Animals without a necklace: The bearers of secrecy | Culture

Animals without a necklace: The bearers of secrecy | Culture

The coincidence in billboard of two films as The kingdom, by Rodrigo Sorogoyen, and Animals without a collar, the first full-length film by the short filmmaker and long-distance advertising director Jota Linares, is a good indicator of the extent to which the accumulation of cases of political corruption has permeated our collective imagination. The two films also offer a certain testimony of the resistance that our fiction cinema seems to have to tackle, frontally and with all the consequences, the keys to a truly political cinema. In both cases, the references that have served as inspiration are more or less familiar, before as a functional substratum of recognition that as a (bad) intentional and insidious wink, but the generic keys that end up taking the helm of the story are, in a case, the thriller and, in the other, the melodrama.


Address: Jota Linares.

Interpreters: Natalia de Molina, Daniel Grao, Ignacio Mateos, Natalia Mateo.

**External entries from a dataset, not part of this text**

// どこで: クイックデバッグ用バイナリ
// 何を: 既定ペアの価格・LP 残高・各トークン残高を query して表示する
// なぜ: UI を通さずに venue の状態と接続設定を確認するため

use simpleswap_client::config::AppConfig;
use simpleswap_client::evm_client::agent::EvmWalletProvider;
use simpleswap_client::evm_client::gateway::{DexGateway, WalletProvider};
use simpleswap_client::units::{format_amount, shorten_address};
use std::error::Error;
use tracing_subscriber::EnvFilter;

#[tokio::main]
async fn main() -> Result<(), Box<dyn Error>> {
    dotenvy::dotenv().ok();
    init_tracing();
    let cfg = AppConfig::load_default();
    let addresses = cfg.contracts.addresses()?;

    let wallet = EvmWalletProvider::from_config(&cfg)?;
    let gateway = wallet.request_account().await?;
    let caller = gateway.caller();

    println!("=== account ===");
    println!("caller: {:?} ({})", caller, shorten_address(&caller));
    println!("venue : {:?}", gateway.venue());

    let (price, lp) = tokio::join!(
        gateway.get_price(addresses.token_a, addresses.token_b),
        gateway.liquidity_balance(caller)
    );
    println!("=== venue ===");
    println!("price A/B : {}", format_amount(price?)?);
    println!("LP balance: {}", format_amount(lp?)?);

    println!("=== tokens ===");
    for (label, token) in [("A", addresses.token_a), ("B", addresses.token_b)] {
        match gateway.token_balance(token, caller).await {
            Ok(balance) => println!("token {} {:?}: {}", label, token, format_amount(balance)?),
            Err(e) => println!("token {} {:?}: 取得失敗 {}", label, token, e),
        }
    }

    Ok(())
}

fn init_tracing() {
    let filter = EnvFilter::try_from_default_env().unwrap_or_else(|_| EnvFilter::new("info"));
    tracing_subscriber::fmt().with_env_filter(filter).init();
}
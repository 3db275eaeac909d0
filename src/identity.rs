// どこで: simpleswap クライアントの署名鍵管理
// 何を: 環境変数または鍵ファイルの hex 秘密鍵から LocalWallet を構築する
// なぜ: 署名方法を一箇所に集約し再利用性を高めるため

use ethers::signers::LocalWallet;
use std::env;
use std::fs;
use std::path::Path;
use thiserror::Error;

#[derive(Debug, Error)]
pub enum IdentityError {
    #[error("鍵ファイル読み込みに失敗しました: {0}")]
    ReadFailed(String),
    #[error("秘密鍵から wallet を生成できませんでした: {0}")]
    BuildFailed(String),
}

pub fn load_wallet(key_env: &str, key_path: &Path) -> Result<LocalWallet, IdentityError> {
    // 環境変数に鍵があればファイルより優先する
    if let Some(key) = env::var(key_env).ok().filter(|v| !v.trim().is_empty()) {
        return parse_wallet(&key);
    }

    if key_path.as_os_str().is_empty() {
        return Err(IdentityError::ReadFailed(format!(
            "{} も鍵ファイルも指定されていません",
            key_env
        )));
    }

    let key_str = fs::read_to_string(key_path)
        .map_err(|e| IdentityError::ReadFailed(format!("{}: {}", key_path.display(), e)))?;
    parse_wallet(&key_str)
}

pub fn parse_wallet(raw: &str) -> Result<LocalWallet, IdentityError> {
    let key = raw.trim();
    let key = key.strip_prefix("0x").unwrap_or(key);
    key.parse::<LocalWallet>()
        .map_err(|e| IdentityError::BuildFailed(e.to_string()))
}

#[cfg(test)]
mod tests {
    use super::*;
    use ethers::signers::Signer;

    // anvil の既定アカウント #0
    const ANVIL_KEY: &str = "0xac0974bec39a17e36ba4a6b4d238ff944bacb478cbed5efcae784d7bf4f2ff80";
    const ANVIL_ADDRESS: &str = "0xf39Fd6e51aad88F6F4ce6aB8827279cffFb92266";

    #[test]
    fn parses_prefixed_and_bare_keys() {
        let with_prefix = parse_wallet(ANVIL_KEY).unwrap();
        let bare = parse_wallet(ANVIL_KEY.trim_start_matches("0x")).unwrap();
        assert_eq!(with_prefix.address(), bare.address());
        assert_eq!(
            with_prefix.address(),
            ANVIL_ADDRESS.parse::<ethers::types::Address>().unwrap()
        );
    }

    #[test]
    fn rejects_garbage_key() {
        assert!(matches!(
            parse_wallet("not a key"),
            Err(IdentityError::BuildFailed(_))
        ));
    }

    #[test]
    fn missing_file_is_read_error() {
        let result = load_wallet(
            "SIMPLESWAP_TEST_UNSET_KEY",
            Path::new("/nonexistent/simpleswap.key"),
        );
        assert!(matches!(result, Err(IdentityError::ReadFailed(_))));
    }
}
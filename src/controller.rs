// どこで: トランザクションワークフローの中心ロジック
// 何を: 接続、表示更新、スワップ・流動性追加/削除・mint の実行、ペア反転
// なぜ: 上位(UI)から見たときにコマンド単位で扱えるようにするため

use async_trait::async_trait;
use ethers::types::{Address, U256};
use std::collections::BTreeMap;
use std::sync::{Arc, Mutex, MutexGuard};
use thiserror::Error;
use tokio::sync::RwLock;
use tracing::{error, info, warn};

use crate::command::Command;
use crate::config::{AppConfig, ConfigError};
use crate::evm_client::gateway::{DexGateway, RemoteError, WalletProvider};
use crate::notify::{outcome_message, DiscordNotifier};
use crate::state::{AppState, DisplayState, MintTarget, Phase, Session, TokenPair, WorkflowKind};
use crate::units::{format_amount, parse_amount, shorten_address, UnitsError};
use crate::workflow::{execute, Plan, StatusSink};

pub const CONNECT_FIRST: &str = "Connect your wallet first.";

#[derive(Debug, Error)]
pub enum WorkflowError {
    #[error("wallet が未接続です")]
    NotConnected,
    #[error("wallet 接続に失敗しました: {0}")]
    Connect(RemoteError),
    #[error("{message} ({source})")]
    InvalidAmount {
        message: &'static str,
        source: UnitsError,
    },
    #[error("{0} は実行中です")]
    Busy(WorkflowKind),
    #[error("{kind}: ステップ {index} で失敗しました: {source}")]
    Step {
        kind: WorkflowKind,
        index: usize,
        source: RemoteError,
    },
}

impl WorkflowError {
    /// 利用者に見せる文言
    pub fn prompt(&self) -> String {
        match self {
            WorkflowError::NotConnected => CONNECT_FIRST.to_string(),
            WorkflowError::Connect(e) => format!("Error connecting wallet: {}", e),
            WorkflowError::InvalidAmount { message, .. } => message.to_string(),
            WorkflowError::Busy(kind) => format!("⏳ {} already in progress", kind),
            WorkflowError::Step { source, .. } => failure_status(source),
        }
    }
}

fn failure_status(err: &RemoteError) -> String {
    match err.reason() {
        Some(reason) => format!("❌ Error: {}", reason),
        None => format!("❌ Error: {}", err),
    }
}

/// 起動時に決まる値
#[derive(Debug, Clone)]
pub struct ControllerSettings {
    /// 既定ペア。mint の対象もこの 2 つに固定
    pub default_pair: TokenPair,
    pub deadline_secs: u64,
    pub mint_amount: U256,
    pub mint_label: String,
    pub serialize_per_kind: bool,
}

impl ControllerSettings {
    pub fn from_config(cfg: &AppConfig) -> Result<Self, ConfigError> {
        let addresses = cfg.contracts.addresses()?;
        let mint_amount =
            parse_amount(&cfg.workflow.mint_amount).map_err(|e| ConfigError::InvalidAmount {
                field: "mint_amount",
                reason: e.to_string(),
            })?;
        Ok(ControllerSettings {
            default_pair: TokenPair::new(addresses.token_a, addresses.token_b),
            deadline_secs: cfg.workflow.deadline_secs,
            mint_amount,
            mint_label: cfg.workflow.mint_amount.trim().to_string(),
            serialize_per_kind: cfg.workflow.serialize_per_kind,
        })
    }

    fn mint_token(&self, which: MintTarget) -> Address {
        match which {
            MintTarget::A => self.default_pair.token_a,
            MintTarget::B => self.default_pair.token_b,
        }
    }
}

struct Inner {
    wallet: Arc<dyn WalletProvider>,
    settings: ControllerSettings,
    state: RwLock<AppState>,
    /// 種類ごとの実行中件数。Drop から触るので std の Mutex
    in_flight: Mutex<BTreeMap<WorkflowKind, usize>>,
    notifier: Option<DiscordNotifier>,
}

impl Inner {
    fn in_flight(&self) -> MutexGuard<'_, BTreeMap<WorkflowKind, usize>> {
        self.in_flight
            .lock()
            .unwrap_or_else(|poisoned| poisoned.into_inner())
    }
}

/// 実行中スロット。完了・panic・タスク中断のどれでも Drop で解放する
struct InFlightSlot {
    inner: Arc<Inner>,
    kind: WorkflowKind,
}

impl Drop for InFlightSlot {
    fn drop(&mut self) {
        let kind = self.kind;
        let idle = {
            let mut counts = self.inner.in_flight();
            let count = counts.entry(kind).or_insert(0);
            *count = count.saturating_sub(1);
            *count == 0
        };
        if !idle {
            return;
        }
        match self.inner.state.try_write() {
            Ok(mut state) => {
                state.phases.insert(kind, Phase::Idle);
            }
            Err(_) => {
                // 書き込み中なら後で戻す
                if let Ok(handle) = tokio::runtime::Handle::try_current() {
                    let inner = self.inner.clone();
                    handle.spawn(async move {
                        let mut state = inner.state.write().await;
                        if inner.in_flight().get(&kind).copied().unwrap_or(0) == 0 {
                            state.phases.insert(kind, Phase::Idle);
                        }
                    });
                }
            }
        }
    }
}

/// 操作ごとの承認・実行手順を組み立てて流すコントローラ。
///
/// 状態は内部の `AppState` 1 つだけで、書き換えはこの型のメソッド経由に限る。
/// ロックはリモート呼び出しをまたいで保持しない。
#[derive(Clone)]
pub struct Controller {
    inner: Arc<Inner>,
}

Gender: drama. Spain, 2018.

Duration: 96 minutes

It agrees, however, to recognize -and celebrate- the high ambition with which Jota Linares, also a screenwriter, faces this debut. In Animals without a collar, the access to the power of a representative of the new policy of the left is compromised by the emergence of a secret from the past: its connection with the potential black sheep of the bourgeois family that had employed its mother will become the persistent stain that it can not even erase a willingness to transparency willing to assume a problematic past of addictions and vital turmoil. The film stands, thus, in a melodrama about the return of the repressed that enables in the territory of the intimate a space for the pacts of oblivion in the name of pragmatism.

Daniel Grao confronts his character by turning his face into an impeccable neutral mask, whose appearance of integrity transpar- ents the brilliance of ambition. It is not his the most grateful role of a role that has in the characters of Natalia de Molina and Ignacio Mateos the great carriers of dramatic tension: the two are, so to speak, the guardians of the secret, that the first will try protect by all means against the pressures of the second to destabilize the mirage. La Nora -not at all casual- baptism of Natalia de Molina and Víctor de Mateos could have been, respectively, the suffering and sacrificed heroine and the villain of a melodrama more friendly to the functional archetypes than to the chiaroscuros. Linares and his interpreters elevate them to turn them into something else: an emancipated identity and a tragic figure.